Dr. Michael Cline is the state demographer for North Carolina at the Office of State Budget and Management and has given us permission to re-post his content here. Each year, he publishes population estimates and projections for North Carolina and its counties.
April marked the second month in a row that the Bureau of Labor Statistics reported a record number of open jobs. A recent study by the National Federation of Independent Businessesfound that nearly half of small businesses in the U.S. have unfilled job openings, with most of those hiring managers saying they aren’t getting qualified applicants. While the struggle to fill jobs as the economy recovers from the pandemic may seem like a recent phenomenon, employers were having difficulty finding workers before the pandemic too.
While not the only factor, North Carolina’s changing population contributes to this challenging labor market. Growth in our working age population (ages 15 to 64) continues, but at rates much lower than in years past. Between 2016 and 2020, North Carolina’s working age population increased by an average of 55,303 per year (0.8%). This was half of what we experienced ten years prior, when we added 111,094 working age people annually between 2006 and 2010. Our rural counties have experienced an even greater challenge as growth in these working ages has been a third of the growth of ten years ago (after declines following the Great Recession).

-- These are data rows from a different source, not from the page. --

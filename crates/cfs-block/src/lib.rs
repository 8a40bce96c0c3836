#![forbid(unsafe_code)]
//! Block device adapters.
//!
//! Everything above this crate does I/O in whole 4096-byte blocks through
//! the [`BlockDevice`] trait. Two implementations are provided: a
//! file-backed device using positioned reads/writes, and an in-memory
//! device for tests and scratch volumes.

use cfs_error::{FsError, Result};
use cfs_types::BLOCK_SIZE;
use parking_lot::Mutex;
use std::fs::{File, OpenOptions};
use std::io::{Error, ErrorKind};
use std::os::unix::fs::FileExt;
use std::path::Path;
use std::sync::Arc;

/// Block-addressed I/O interface.
///
/// All transfers are exactly one block. Implementations report their fixed
/// block population via [`block_count`](Self::block_count); indices at or
/// past that count are rejected.
pub trait BlockDevice: Send + Sync {
    /// Total number of blocks.
    fn block_count(&self) -> u32;

    /// Read block `index` into `buf`.
    fn read_block(&self, index: u32, buf: &mut [u8; BLOCK_SIZE]) -> Result<()>;

    /// Write `data` to block `index`.
    fn write_block(&self, index: u32, data: &[u8; BLOCK_SIZE]) -> Result<()>;

    /// Flush pending writes to stable storage.
    fn sync(&self) -> Result<()>;
}

fn out_of_range(index: u32, count: u32) -> FsError {
    FsError::Device(Error::new(
        ErrorKind::InvalidInput,
        format!("block {index} out of range (device has {count} blocks)"),
    ))
}

fn block_offset(index: u32) -> u64 {
    u64::from(index) * BLOCK_SIZE as u64
}

/// File-backed block device using positioned I/O.
///
/// Uses `std::os::unix::fs::FileExt`, which does not require a shared seek
/// position. The file length must be a whole number of blocks.
#[derive(Debug)]
pub struct FileBlockDevice {
    file: File,
    block_count: u32,
}

impl FileBlockDevice {
    /// Open an existing image for read/write access.
    pub fn open(path: impl AsRef<Path>) -> Result<Self> {
        let file = OpenOptions::new()
            .read(true)
            .write(true)
            .open(path.as_ref())?;
        let len = file.metadata()?.len();
        if len % BLOCK_SIZE as u64 != 0 {
            return Err(FsError::InvalidFormat(format!(
                "image length {len} is not a multiple of the {BLOCK_SIZE}-byte block size"
            )));
        }
        let block_count = u32::try_from(len / BLOCK_SIZE as u64).map_err(|_| {
            FsError::InvalidFormat(format!("image too large: {len} bytes"))
        })?;
        Ok(Self { file, block_count })
    }

    /// Create (or truncate) an image holding `block_count` zeroed blocks.
    pub fn create(path: impl AsRef<Path>, block_count: u32) -> Result<Self> {
        let file = OpenOptions::new()
            .read(true)
            .write(true)
            .create(true)
            .truncate(true)
            .open(path.as_ref())?;
        file.set_len(u64::from(block_count) * BLOCK_SIZE as u64)?;
        Ok(Self { file, block_count })
    }
}

impl BlockDevice for FileBlockDevice {
    fn block_count(&self) -> u32 {
        self.block_count
    }

    fn read_block(&self, index: u32, buf: &mut [u8; BLOCK_SIZE]) -> Result<()> {
        if index >= self.block_count {
            return Err(out_of_range(index, self.block_count));
        }
        self.file.read_exact_at(buf, block_offset(index))?;
        Ok(())
    }

    fn write_block(&self, index: u32, data: &[u8; BLOCK_SIZE]) -> Result<()> {
        if index >= self.block_count {
            return Err(out_of_range(index, self.block_count));
        }
        self.file.write_all_at(data, block_offset(index))?;
        Ok(())
    }

    fn sync(&self) -> Result<()> {
        self.file.sync_all()?;
        Ok(())
    }
}

/// In-memory block device.
///
/// Cloning shares the underlying storage, so a test can keep a handle to
/// inspect raw bytes after the volume under test has written through its
/// own clone.
#[derive(Debug, Clone)]
pub struct MemBlockDevice {
    bytes: Arc<Mutex<Vec<u8>>>,
    block_count: u32,
}

impl MemBlockDevice {
    /// Create a zeroed device with `block_count` blocks.
    #[must_use]
    pub fn new(block_count: u32) -> Self {
        Self {
            bytes: Arc::new(Mutex::new(vec![0_u8; block_count as usize * BLOCK_SIZE])),
            block_count,
        }
    }

    /// Wrap an existing image. The length must be block-aligned.
    pub fn from_image(image: Vec<u8>) -> Result<Self> {
        if image.len() % BLOCK_SIZE != 0 {
            return Err(FsError::InvalidFormat(format!(
                "image length {} is not a multiple of the {BLOCK_SIZE}-byte block size",
                image.len()
            )));
        }
        let block_count = u32::try_from(image.len() / BLOCK_SIZE).map_err(|_| {
            FsError::InvalidFormat(format!("image too large: {} bytes", image.len()))
        })?;
        Ok(Self {
            bytes: Arc::new(Mutex::new(image)),
            block_count,
        })
    }

    /// Copy out the full image.
    #[must_use]
    pub fn snapshot(&self) -> Vec<u8> {
        self.bytes.lock().clone()
    }
}

impl BlockDevice for MemBlockDevice {
    fn block_count(&self) -> u32 {
        self.block_count
    }

    fn read_block(&self, index: u32, buf: &mut [u8; BLOCK_SIZE]) -> Result<()> {
        if index >= self.block_count {
            return Err(out_of_range(index, self.block_count));
        }
        let bytes = self.bytes.lock();
        let start = index as usize * BLOCK_SIZE;
        buf.copy_from_slice(&bytes[start..start + BLOCK_SIZE]);
        Ok(())
    }

    fn write_block(&self, index: u32, data: &[u8; BLOCK_SIZE]) -> Result<()> {
        if index >= self.block_count {
            return Err(out_of_range(index, self.block_count));
        }
        let mut bytes = self.bytes.lock();
        let start = index as usize * BLOCK_SIZE;
        bytes[start..start + BLOCK_SIZE].copy_from_slice(data);
        Ok(())
    }

    fn sync(&self) -> Result<()> {
        Ok(())
    }
}

#[cfg(test)]
mod tests {
    use super::*;

    #[test]
    fn mem_device_round_trips_blocks() {
        let dev = MemBlockDevice::new(4);
        assert_eq!(dev.block_count(), 4);

        let mut block = [0_u8; BLOCK_SIZE];
        block[0] = 0xAB;
        block[BLOCK_SIZE - 1] = 0xCD;
        dev.write_block(2, &block).expect("write");

        let mut out = [0_u8; BLOCK_SIZE];
        dev.read_block(2, &mut out).expect("read");
        assert_eq!(out[0], 0xAB);
        assert_eq!(out[BLOCK_SIZE - 1], 0xCD);

        dev.read_block(3, &mut out).expect("read untouched");
        assert_eq!(out, [0_u8; BLOCK_SIZE]);
    }

    #[test]
    fn mem_device_rejects_out_of_range() {
        let dev = MemBlockDevice::new(2);
        let mut buf = [0_u8; BLOCK_SIZE];
        assert!(dev.read_block(2, &mut buf).is_err());
        assert!(dev.write_block(u32::MAX, &buf).is_err());
    }

    #[test]
    fn mem_device_clones_share_storage() {
        let dev = MemBlockDevice::new(1);
        let other = dev.clone();

        let block = [0x5A_u8; BLOCK_SIZE];
        dev.write_block(0, &block).expect("write");

        let mut out = [0_u8; BLOCK_SIZE];
        other.read_block(0, &mut out).expect("read via clone");
        assert_eq!(out, block);
    }

    #[test]
    fn mem_device_rejects_misaligned_image() {
        assert!(MemBlockDevice::from_image(vec![0_u8; BLOCK_SIZE + 1]).is_err());
        assert!(MemBlockDevice::from_image(vec![0_u8; BLOCK_SIZE * 2]).is_ok());
    }

    #[test]
    fn file_device_persists_across_reopen() {
        let dir = tempfile::tempdir().expect("tempdir");
        let path = dir.path().join("vol.img");

        let block = [0x42_u8; BLOCK_SIZE];
        {
            let dev = FileBlockDevice::create(&path, 8).expect("create");
            assert_eq!(dev.block_count(), 8);
            dev.write_block(5, &block).expect("write");
            dev.sync().expect("sync");
        }

        let dev = FileBlockDevice::open(&path).expect("reopen");
        assert_eq!(dev.block_count(), 8);
        let mut out = [0_u8; BLOCK_SIZE];
        dev.read_block(5, &mut out).expect("read");
        assert_eq!(out, block);

        dev.read_block(0, &mut out).expect("read zeroed");
        assert_eq!(out, [0_u8; BLOCK_SIZE]);
    }

    #[test]
    fn file_device_rejects_misaligned_image() {
        let dir = tempfile::tempdir().expect("tempdir");
        let path = dir.path().join("short.img");
        std::fs::write(&path, vec![0_u8; BLOCK_SIZE - 1]).expect("write file");

        match FileBlockDevice::open(&path) {
            Err(FsError::InvalidFormat(_)) => {}
            other => panic!("expected InvalidFormat, got {other:?}"),
        }
    }

    #[test]
    fn file_device_rejects_out_of_range() {
        let dir = tempfile::tempdir().expect("tempdir");
        let dev = FileBlockDevice::create(dir.path().join("vol.img"), 2).expect("create");
        let mut buf = [0_u8; BLOCK_SIZE];
        assert!(dev.read_block(2, &mut buf).is_err());
    }
}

Part of the reason the working age population has grown more slowly is the simple fact that there are many more people aging out of this age group than in years past. In 2011, the first Baby Boomers (those born between 1946 and 1964) became 65, the traditional age of retirement. Today, in North Carolina, more than half of this cohort is at least 65 years old. Will there be enough people to replace these retiring Baby Boomers?
One way to look at this is to simply compare those at the beginning of their employment life relative to those at the end. Interestingly, in 2000, for every North Carolinian age 60 to 64, there were 1.8 North Carolinians ages 20 to 24. By 2011, there were only 1.2 people in the younger ages for every one person at the oldest. That has since declined to 1.1 people in 2021.
In our rural counties, since 2011, there have been just as many people entering prime working ages as there are moving towards retirement ages. While urban and regional city/suburban counties have also seen a precipitous drop in this ratio, there are still more people entering prime working ages than leaving. According to our latest population projections, these ratios will remain for the foreseeable future as more Baby Boomers turn 65.
Of course, trends summarized for urban, regional center/suburban, and rural counties obscure differences within those categories. Not every rural county has experienced loss in the working age population including many western counties like Jackson (5.3%), Macon (3.7%), and Polk (3.1%). Similarly, not every non-rural county has experienced population gains (Cumberland had a 5.1% loss in the working age population). Between 2011 and 2021, the working age population in the majority (54 of 100 counties) shrunk. Of these, 25 – mostly in eastern North Carolina – lost more than 5% of this age group. At the same time, in 46 counties the working age population grew – with 18 counties experiencing growth rates larger than the state’s.
As our population continues to age, we will experience slower rates of growth (and in some areas, decline) in our prime working age population. This will mean that finding enough workers will remain challenging.
This short analyses of the working age population used our 2020 Vintage population projections for North Carolina and all 100 counties. These population projections are available to visualize online or to download for use in other applications. For the first time, our projections provide a longer look at our future – extending beyond the 20 years we typically prepare. These datasets include age, sex, race, and Hispanic origin characteristics and regional/county type identifiers, including urban/rural county, Councils of Governments planning areas, and Metropolitan Statistical Areas.